Художник, если не его заказчик, награждал сексуальностью и желанием женщин всех возрастов. На картине Койпеля «Игры детей за туалетным столиком» изображены девочки, играющие с косметическими принадлежностями взрослой дамы. Одна из малышек, наклеила на тело «мушки», расположив их на лице у глаза, что традиционно является символом сексуальной авантюристичности женщины. Она приподнимает юбку и демонстрирует другие «мушки», расположенные на бедрах. Сии «украшения» в таких местах, как водится, дамы приклеивали для воодушевления своих любовников. Но девочка на картине слишком мала, чтобы иметь собственного «дружка». Однако и этому можно найти объяснение, стоит только вспомнить, что мадам де Боннваль в качестве любовницы для Людовика XV выбрали в возрасте девяти лет.

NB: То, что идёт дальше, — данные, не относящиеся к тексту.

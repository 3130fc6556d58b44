use std::sync::Arc;

use subway_scene::core::{FramePresenter, HeadlessPresenter, InputBridge, RenderedFrame};
use subway_scene::error::{Result, SceneError};
use subway_scene::scene::ImageFileSource;
use subway_scene::{RenderLoop, SceneConfig};

fn offline_config() -> SceneConfig {
    let mut config = SceneConfig::default();
    config.map.image = Default::default();
    config
}

fn mount(presenter: Option<Box<dyn FramePresenter>>) -> Result<RenderLoop> {
    RenderLoop::mount(
        &offline_config(),
        presenter,
        Arc::new(ImageFileSource),
        InputBridge::new(80, 45, false),
    )
}

struct BrokenPresenter;

impl FramePresenter for BrokenPresenter {
    fn resize(&mut self, _width: u32, _height: u32) {}

    fn present(&mut self, _frame: &RenderedFrame) -> Result<()> {
        Err(SceneError::Present("surface lost".into()))
    }
}

#[test]
fn missing_host_is_not_mounted() {
    let err = mount(None).err().unwrap();
    assert!(matches!(err, SceneError::MissingHost));
}

#[test]
fn frames_after_dispose_do_nothing() {
    let presenter = HeadlessPresenter::new(80, 45);
    let handle = presenter.handle();
    let mut scene = mount(Some(Box::new(presenter))).unwrap();

    for _ in 0..5 {
        assert!(scene.advance(0.05).unwrap());
    }
    let progress = scene.graph().train().unwrap().progress;
    let elapsed = scene.elapsed();

    scene.dispose();
    assert!(scene.is_disposed());
    assert!(!scene.advance(0.05).unwrap());
    assert!(!scene.frame().unwrap());

    assert_eq!(scene.graph().train().unwrap().progress, progress);
    assert_eq!(scene.elapsed(), elapsed);
    assert_eq!(scene.frames(), 5);
    assert_eq!(handle.frames_presented(), 5);

    // Second dispose is a no-op
    scene.dispose();
    assert!(scene.is_disposed());
}

#[test]
fn dispose_detaches_input() {
    let mut scene = mount(Some(Box::new(HeadlessPresenter::new(80, 45)))).unwrap();
    scene.input_mut().pointer_moved(80.0, 0.0);
    assert_ne!(scene.input().state().pointer, glam::Vec2::ZERO);

    scene.dispose();
    assert!(!scene.input().is_attached());
    assert_eq!(scene.input().state().pointer, glam::Vec2::ZERO);
    scene.input_mut().pointer_moved(0.0, 0.0);
    assert_eq!(scene.input().state().pointer, glam::Vec2::ZERO);
}

#[test]
fn dropping_releases_the_presenter() {
    let presenter = HeadlessPresenter::new(80, 45);
    let handle = presenter.handle();
    {
        let mut scene = mount(Some(Box::new(presenter))).unwrap();
        scene.advance(0.016).unwrap();
    }
    // The handle outlives the loop and still sees what was presented
    assert_eq!(handle.frames_presented(), 1);
    assert!(handle.last_frame().is_some());
}

#[test]
fn present_failure_is_reported_but_state_advances() {
    let mut scene = mount(Some(Box::new(BrokenPresenter))).unwrap();
    let err = scene.advance(0.05).unwrap_err();
    assert!(matches!(err, SceneError::Present(_)));
    assert!(scene.graph().train().unwrap().progress > 0.0);

    // The loop keeps going on the next frame
    assert!(scene.advance(0.05).is_err());
    assert_eq!(scene.frames(), 2);
}

#[test]
fn frame_carries_station_labels() {
    let presenter = HeadlessPresenter::new(320, 180);
    let handle = presenter.handle();
    let mut scene = RenderLoop::mount(
        &offline_config(),
        Some(Box::new(presenter)),
        Arc::new(ImageFileSource),
        InputBridge::new(320, 180, false),
    )
    .unwrap();
    scene.advance(0.016).unwrap();

    let frame = handle.last_frame().unwrap();
    assert!(!frame.labels.is_empty());
    assert!(frame.labels.len() <= 6);
    assert_eq!(frame.pixels.len(), 320 * 180);
}
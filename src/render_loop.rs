use std::sync::Arc;

use winit::event::WindowEvent;

use crate::animation::{AnimationDriver, TickReport};
use crate::config::{HeroConfig, Palette, SceneConfig};
use crate::core::{
    composite_layers, Clock, FpsMeter, FrameInfo, FramePresenter, InputBridge, InputState, Layer,
    RenderedFrame, MAX_FRAME_DELTA,
};
use crate::error::{Result, SceneError};
use crate::render::{station_labels, HeroParticleLayer, SceneRenderer};
use crate::scene::{SceneGraph, SceneGraphBuilder, TextureSource};

const FPS_UPDATE_INTERVAL: f32 = 1.0;

/// Owns the mounted scene and drives it one frame at a time.
///
/// Lifecycle: [`RenderLoop::mount`] builds everything, [`RenderLoop::frame`]
/// is called per redraw, [`RenderLoop::dispose`] (or drop) tears down. After
/// disposal frames are no-ops and input is ignored.
pub struct RenderLoop {
    graph: SceneGraph,
    driver: AnimationDriver,
    renderer: SceneRenderer,
    hero: Option<HeroParticleLayer>,
    hero_config: HeroConfig,
    palette: Palette,
    input: InputBridge,
    presenter: Option<Box<dyn FramePresenter>>,
    presented_size: (u32, u32),
    clock: Clock,
    fps: FpsMeter,
    elapsed: f32,
    frames: u64,
    last_report: TickReport,
    disposed: bool,
}

impl RenderLoop {
    /// Build the scene and attach it to `presenter`.
    ///
    /// Without a presenter there is nothing to draw into and the scene is not
    /// mounted.
    pub fn mount(
        config: &SceneConfig,
        presenter: Option<Box<dyn FramePresenter>>,
        textures: Arc<dyn TextureSource>,
        input: InputBridge,
    ) -> Result<Self> {
        let presenter = presenter.ok_or(SceneError::MissingHost)?;

        let graph = SceneGraphBuilder::new(config)
            .with_texture_source(textures)
            .build();
        let reduced = input.state().reduced_motion;
        let hero = (config.hero.enabled && !reduced)
            .then(|| HeroParticleLayer::new(&config.hero, &config.colors));
        let viewport = input.state().viewport;

        log::info!(
            "Scene mounted at {}x{} (reduced motion: {reduced})",
            viewport.width,
            viewport.height
        );

        Ok(Self {
            graph,
            driver: AnimationDriver::new(config),
            renderer: SceneRenderer::new(),
            hero,
            hero_config: config.hero.clone(),
            palette: config.colors.clone(),
            input,
            presenter: Some(presenter),
            presented_size: (viewport.width, viewport.height),
            clock: Clock::new(),
            fps: FpsMeter::new(FPS_UPDATE_INTERVAL),
            elapsed: 0.0,
            frames: 0,
            last_report: TickReport::default(),
            disposed: false,
        })
    }

    /// Offer a window event: the presenter's UI first, then the input bridge
    pub fn handle_event(&mut self, event: &WindowEvent) -> bool {
        if self.disposed {
            return false;
        }
        if let Some(presenter) = self.presenter.as_mut() {
            if presenter.on_window_event(event) {
                return true;
            }
        }
        self.input.process_event(event)
    }

    /// Advance by wall-clock time since the previous frame
    pub fn frame(&mut self) -> Result<bool> {
        if self.disposed {
            return Ok(false);
        }
        let info = self.clock.tick();
        self.advance(info.delta)
    }

    /// Run one frame with an explicit delta in seconds.
    ///
    /// Returns `Ok(false)` once disposed. Present failures are returned after
    /// the scene state has advanced.
    pub fn advance(&mut self, delta: f32) -> Result<bool> {
        if self.disposed {
            return Ok(false);
        }
        let delta = if delta.is_finite() {
            delta.clamp(0.0, MAX_FRAME_DELTA)
        } else {
            0.0
        };
        self.elapsed += delta;

        self.graph.poll_texture();

        let input = *self.input.state();
        self.sync_hero(&input);
        self.last_report = self.driver.tick(&mut self.graph, &input, delta, self.elapsed);

        let viewport = input.viewport;
        let size = (viewport.width, viewport.height);
        if size != self.presented_size {
            if let Some(presenter) = self.presenter.as_mut() {
                presenter.resize(size.0, size.1);
            }
            self.presented_size = size;
        }

        let mut pixels = self.renderer.render(&self.graph, &viewport).pixels;
        if let Some(hero) = self.hero.as_mut() {
            hero.update(delta, &input);
            let mut layers: [&mut dyn Layer; 1] = [hero];
            composite_layers(&mut pixels, &mut layers, &viewport);
        }

        if let Some(fps) = self.fps.frame(delta) {
            log::debug!("{fps:.0} fps");
        }
        let frame = RenderedFrame {
            info: FrameInfo::new(self.frames, self.elapsed, delta),
            width: viewport.width,
            height: viewport.height,
            pixels,
            labels: station_labels(&self.graph, &viewport, self.driver.last_arrived()),
            fps: self.fps.fps(),
        };
        self.frames += 1;

        if let Some(presenter) = self.presenter.as_mut() {
            presenter.present(&frame)?;
        }
        Ok(true)
    }

    /// Drop the hero layer while motion is reduced, rebuild it when it returns
    fn sync_hero(&mut self, input: &InputState) {
        match (self.hero.is_some(), input.reduced_motion) {
            (true, true) => {
                log::debug!("hero particles disabled");
                self.hero = None;
            }
            (false, false) if self.hero_config.enabled => {
                log::debug!("hero particles re-created");
                self.hero = Some(HeroParticleLayer::new(&self.hero_config, &self.palette));
            }
            _ => {}
        }
    }

    /// Stop the loop, release the presenter and detach input. Idempotent.
    pub fn dispose(&mut self) {
        if self.disposed {
            return;
        }
        self.disposed = true;
        self.presenter = None;
        self.hero = None;
        self.input.detach();
        log::info!("Scene disposed after {} frames", self.frames);
    }

    pub fn is_disposed(&self) -> bool {
        self.disposed
    }

    pub fn graph(&self) -> &SceneGraph {
        &self.graph
    }

    pub fn driver(&self) -> &AnimationDriver {
        &self.driver
    }

    pub fn input(&self) -> &InputBridge {
        &self.input
    }

    pub fn input_mut(&mut self) -> &mut InputBridge {
        &mut self.input
    }

    pub fn hero(&self) -> Option<&HeroParticleLayer> {
        self.hero.as_ref()
    }

    /// Report from the most recent tick
    pub fn last_report(&self) -> &TickReport {
        &self.last_report
    }

    /// Animation time in seconds, the sum of all clamped deltas
    pub fn elapsed(&self) -> f32 {
        self.elapsed
    }

    pub fn frames(&self) -> u64 {
        self.frames
    }
}

impl Drop for RenderLoop {
    fn drop(&mut self) {
        self.dispose();
    }
}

К тому времени, когда Сад в 1768 году попал в тюрьму, скорее уклад жизни, а не стиль искусства вызывал нарекания в адрес petite maison. На одном из обедов, на котором присутствовали члены семьи принца Конде, произошел грандиозный скандал. Группа мужчин раздела молодую даму, мадам де Сен-Сюльпис, бывшую в то время беременной. С помощью зажженной свечи они намеревались провести эксперимент и проверить, пойдет ли дым по дымоходу, как говорилось в одном из стихотворений того времени. В результате их внимания мадам де Сен-Сюльпис, как говорили, стала инвалидом, вслед за чем последовала ее кончина. Но ее мучителей к ответу так никто и не призвал. Одним из виновников этого кошмара являлся граф де Шароле, дядя и наставник родственника Сада, молодого принца Конде. В его послужном списке числилось и убийство слуги, жена которого не приняла его сексуальных домогательств. Это на него намекает Сад в своем предложении в «Философии в будуаре», когда выступает против смертной казни, говоря, что убийство должно караться такой же мерой, но без свидетелей. Шароле просил Людовика XV о помиловании, и Сад цитирует ответ короля: «Я прощаю, но я также прощаю и того, кто вас убьет».